What Does Success Look Like?

What does the perfect high school graduate look like? Top 10 in their class? Numerous extra curricular activities? Study abroad? Volunteer with local charities? 4.0 GPA?

That’s probably what most people have in mind of the “perfect” graduate. I was not that graduate, and that was not the end of the world for me.

I started thinking about all of this when I read Mandy Froehlich’s recently post titled I’m Not Your Ideal College Graduate. She talks about how her path to where she is as an educator was anything but the traditional path to education. This really hit home for me.

When I was 17, I left for college. To say that I was not emotionally ready for the collegiate experience at the age of 17 is a bit of an understatement. At the time, I thought I wanted to be a draftsman. Why did I want to do that? Honestly, it was the only thing in high school that got me remotely excited. After a year-and-a-half studying drafting, I realized it was the last thing I wanted to do for the next 30 years of my life.

So, I moved back home and went to community college. This was by far one of the most important points in my life. I was able to take general educations classes and get a better idea of what I wanted to do with my life. Until that point, I felt an enormous rush from ninth grade on to “figure out what you’re going to do with your life.” I remember a high school guidance counselor asking me when I was a junior in high school what I wanted to do with my life. I was 15. I had no clue.

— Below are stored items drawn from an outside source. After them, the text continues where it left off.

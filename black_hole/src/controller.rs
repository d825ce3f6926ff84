//! Maps a frame of input onto camera gestures and scene toggles
//!
//! Mouse (when the UI does not capture it):
//! - Left drag: orbit (free-fly: look around)
//! - Right drag: pan
//! - Wheel: zoom
//! - Middle click: reset camera
//!
//! Keyboard:
//! - H: help, C: orbit/free-fly
//! - Q/W/E/R: quality Low/Medium/High/Ultra
//! - 1-5: presets
//! - D/V/P: accretion disk / event horizon / photon sphere
//! - B: bloom
//! - Arrows, Space, Left Shift: fly (free-fly only)

use glam::{Vec2, Vec3};
use winit::event::MouseButton;
use winit::keyboard::KeyCode;

use crate::scene::{Preset, Quality, Scene};
use common::{CameraMode, InputState};

pub const ORBIT_SENSITIVITY: f32 = 0.005;
pub const PAN_SENSITIVITY: f32 = 0.01;
pub const ZOOM_SENSITIVITY: f32 = 0.5;
/// Degrees of yaw/pitch per pixel in free-fly mode
pub const LOOK_SENSITIVITY: f32 = 0.1;
/// Free-fly speed in scene units per second
pub const FLY_SPEED: f32 = 10.0;

const PRESET_KEYS: [(KeyCode, Preset); 5] = [
    (KeyCode::Digit1, Preset::Schwarzschild),
    (KeyCode::Digit2, Preset::ModerateKerr),
    (KeyCode::Digit3, Preset::NearMaximalKerr),
    (KeyCode::Digit4, Preset::Supermassive),
    (KeyCode::Digit5, Preset::Stellar),
];

const QUALITY_KEYS: [(KeyCode, Quality); 4] = [
    (KeyCode::KeyQ, Quality::Low),
    (KeyCode::KeyW, Quality::Medium),
    (KeyCode::KeyE, Quality::High),
    (KeyCode::KeyR, Quality::Ultra),
];

pub struct CameraController {
    pub orbit_sensitivity: f32,
    pub pan_sensitivity: f32,
    pub zoom_sensitivity: f32,
    pub look_sensitivity: f32,
    pub fly_speed: f32,
    pub show_help: bool,
}

impl CameraController {
    pub fn new() -> Self {
        Self {
            orbit_sensitivity: ORBIT_SENSITIVITY,
            pan_sensitivity: PAN_SENSITIVITY,
            zoom_sensitivity: ZOOM_SENSITIVITY,
            look_sensitivity: LOOK_SENSITIVITY,
            fly_speed: FLY_SPEED,
            show_help: true,
        }
    }

    /// Apply one frame of input. `ui_wants_mouse` / `ui_wants_keyboard`
    /// suppress the respective devices while an overlay has focus.
    pub fn apply(
        &mut self,
        input: &InputState,
        scene: &mut Scene,
        dt: f32,
        ui_wants_mouse: bool,
        ui_wants_keyboard: bool,
    ) {
        if !ui_wants_mouse {
            self.apply_mouse(input, scene);
        }
        if !ui_wants_keyboard {
            self.apply_keyboard(input, scene, dt);
        }
    }

    fn apply_mouse(&self, input: &InputState, scene: &mut Scene) {
        let delta = input.mouse_delta();
        let camera = &mut scene.camera;

        if input.is_mouse_button_down(MouseButton::Left) && delta != Vec2::ZERO {
            match camera.mode() {
                CameraMode::Orbit => camera.orbit(
                    -delta.x * self.orbit_sensitivity,
                    delta.y * self.orbit_sensitivity,
                ),
                CameraMode::FreeFly => camera.rotate(
                    delta.x * self.look_sensitivity,
                    -delta.y * self.look_sensitivity,
                ),
            }
        }

        if input.is_mouse_button_down(MouseButton::Right) && delta != Vec2::ZERO {
            camera.pan(Vec2::new(
                -delta.x * self.pan_sensitivity,
                delta.y * self.pan_sensitivity,
            ));
        }

        let scroll = input.scroll_delta().y;
        if scroll != 0.0 {
            camera.zoom(-scroll * self.zoom_sensitivity);
        }

        if input.is_mouse_button_pressed(MouseButton::Middle) {
            camera.reset();
            log::info!("camera reset");
        }
    }

    fn apply_keyboard(&mut self, input: &InputState, scene: &mut Scene, dt: f32) {
        if input.is_key_pressed(KeyCode::KeyH) {
            self.show_help = !self.show_help;
        }

        if input.is_key_pressed(KeyCode::KeyC) {
            let mode = match scene.camera.mode() {
                CameraMode::Orbit => CameraMode::FreeFly,
                CameraMode::FreeFly => CameraMode::Orbit,
            };
            scene.camera.set_mode(mode);
        }

        for (key, quality) in QUALITY_KEYS {
            if input.is_key_pressed(key) {
                scene.render.quality = quality;
                log::info!("quality: {}", quality.name());
            }
        }

        for (key, preset) in PRESET_KEYS {
            if input.is_key_pressed(key) {
                scene.apply_preset(preset);
            }
        }

        let toggles = &mut scene.toggles;
        if input.is_key_pressed(KeyCode::KeyD) {
            toggles.show_accretion_disk = !toggles.show_accretion_disk;
        }
        if input.is_key_pressed(KeyCode::KeyV) {
            toggles.show_event_horizon = !toggles.show_event_horizon;
        }
        if input.is_key_pressed(KeyCode::KeyP) {
            toggles.show_photon_sphere = !toggles.show_photon_sphere;
        }
        if input.is_key_pressed(KeyCode::KeyB) {
            scene.render.bloom = !scene.render.bloom;
        }

        if scene.camera.mode() == CameraMode::FreeFly {
            let camera = &mut scene.camera;
            let mut direction = Vec3::ZERO;
            if input.is_key_down(KeyCode::ArrowUp) {
                direction += camera.forward();
            }
            if input.is_key_down(KeyCode::ArrowDown) {
                direction -= camera.forward();
            }
            if input.is_key_down(KeyCode::ArrowRight) {
                direction += camera.right();
            }
            if input.is_key_down(KeyCode::ArrowLeft) {
                direction -= camera.right();
            }
            if input.is_key_down(KeyCode::Space) {
                direction += Vec3::Y;
            }
            if input.is_key_down(KeyCode::ShiftLeft) {
                direction -= Vec3::Y;
            }
            if let Some(direction) = direction.try_normalize() {
                camera.move_by(direction, self.fly_speed * dt);
            }
        }
    }
}

impl Default for CameraController {
    fn default() -> Self {
        Self::new()
    }
}

#[cfg(test)]
mod tests {
    use super::*;
    use winit::event::ElementState;

    fn drag(input: &mut InputState, button: MouseButton, dx: f64, dy: f64) {
        input.process_mouse_button(button, ElementState::Pressed);
        input.process_cursor_move(100.0, 100.0);
        input.process_cursor_move(100.0 + dx, 100.0 + dy);
    }

    #[test]
    fn test_left_drag_orbits() {
        let mut scene = Scene::default();
        let mut controller = CameraController::new();
        let mut input = InputState::new();
        let theta = scene.camera.theta();

        drag(&mut input, MouseButton::Left, -100.0, 0.0);
        controller.apply(&input, &mut scene, 0.016, false, false);

        // -dx * 0.005 = +0.5 rad
        assert!((scene.camera.theta() - (theta + 0.5)).abs() < 1e-4);
    }

    #[test]
    fn test_ui_capture_blocks_mouse() {
        let mut scene = Scene::default();
        let mut controller = CameraController::new();
        let mut input = InputState::new();
        let position = scene.camera.position();

        drag(&mut input, MouseButton::Left, 50.0, 20.0);
        controller.apply(&input, &mut scene, 0.016, true, false);
        assert_eq!(scene.camera.position(), position);
    }

    #[test]
    fn test_scroll_zooms_and_middle_resets() {
        let mut scene = Scene::default();
        let mut controller = CameraController::new();
        let mut input = InputState::new();
        let distance = scene.camera.distance();

        input.process_scroll(winit::event::MouseScrollDelta::LineDelta(0.0, 2.0));
        controller.apply(&input, &mut scene, 0.016, false, false);
        assert!((scene.camera.distance() - (distance - 1.0)).abs() < 1e-4);

        input.end_frame();
        input.process_mouse_button(MouseButton::Middle, ElementState::Pressed);
        controller.apply(&input, &mut scene, 0.016, false, false);
        assert!((scene.camera.distance() - distance).abs() < 1e-4);
    }

    #[test]
    fn test_keys_are_edge_triggered() {
        let mut scene = Scene::default();
        let mut controller = CameraController::new();
        let mut input = InputState::new();
        let shown = scene.toggles.show_accretion_disk;

        input.process_keyboard(KeyCode::KeyD, ElementState::Pressed);
        controller.apply(&input, &mut scene, 0.016, false, false);
        assert_eq!(scene.toggles.show_accretion_disk, !shown);

        // Held for another frame: no second toggle
        input.end_frame();
        controller.apply(&input, &mut scene, 0.016, false, false);
        assert_eq!(scene.toggles.show_accretion_disk, !shown);
    }

    #[test]
    fn test_quality_and_presets() {
        let mut scene = Scene::default();
        let mut controller = CameraController::new();
        let mut input = InputState::new();

        input.process_keyboard(KeyCode::KeyR, ElementState::Pressed);
        input.process_keyboard(KeyCode::Digit1, ElementState::Pressed);
        controller.apply(&input, &mut scene, 0.016, false, false);
        assert_eq!(scene.render.quality, Quality::Ultra);
        assert_eq!(scene.black_hole().spin(), 0.0);
        assert_eq!(scene.black_hole().mass(), 10.0);

        input.end_frame();
        input.process_keyboard(KeyCode::KeyB, ElementState::Pressed);
        controller.apply(&input, &mut scene, 0.016, false, false);
        assert!(!scene.render.bloom);
    }

    #[test]
    fn test_free_fly_movement() {
        let mut scene = Scene::default();
        let mut controller = CameraController::new();
        let mut input = InputState::new();

        input.process_keyboard(KeyCode::KeyC, ElementState::Pressed);
        controller.apply(&input, &mut scene, 0.0, false, false);
        assert_eq!(scene.camera.mode(), CameraMode::FreeFly);

        input.end_frame();
        input.process_keyboard(KeyCode::ArrowUp, ElementState::Pressed);
        let start = scene.camera.position();
        let forward = scene.camera.forward();
        controller.apply(&input, &mut scene, 0.5, false, false);
        let moved = scene.camera.position() - start;
        assert!((moved - forward * FLY_SPEED * 0.5).length() < 1e-3);
    }
}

One of those classes I took at community college was Communications 101. That one class sparked a love and passion for television production. I eventually transferred back to a four-year state school and majored in television production. That was the first time I felt like I hit my academic stride.

I left with a degree and worked at three television stations in three different states over the next six years. Some unbelievable experiences were made possible working in television: riding in a presidential motorcade, taping four NFL games from the sidelines, flying along the U.S.-Mexico border with the National Guard, etc.

I loved my time in television and feel very fortunate to have worked in the industry. Eventually, I thought there was something different waiting for me in the world. After a great deal of soul searching, I enrolled in an elementary teacher certification program. I was 30 years old at the time. I didn’t start teaching until I was almost 32. That 15-year-old sitting in the high school guidance counselor’s office would have never been able to predict that career path.

Becoming a teacher is the best thing I’ve done in my professional life. While I’m not sure I will work as a classroom teacher the rest of my career, I’m almost certain I will stay in the education field.

Reflecting on all this made me wonder why are we in such a rush to make our students and children decide what they want to do after high school? Are 16-, 17-, and 18-year-old kids really ready to make that decision? I don’t know the answer to that for every student, but I can tell you that the 17-year-old me had no clue. Thankfully I had some amazing people in my life who were willing to walk along the journey of life and career with me.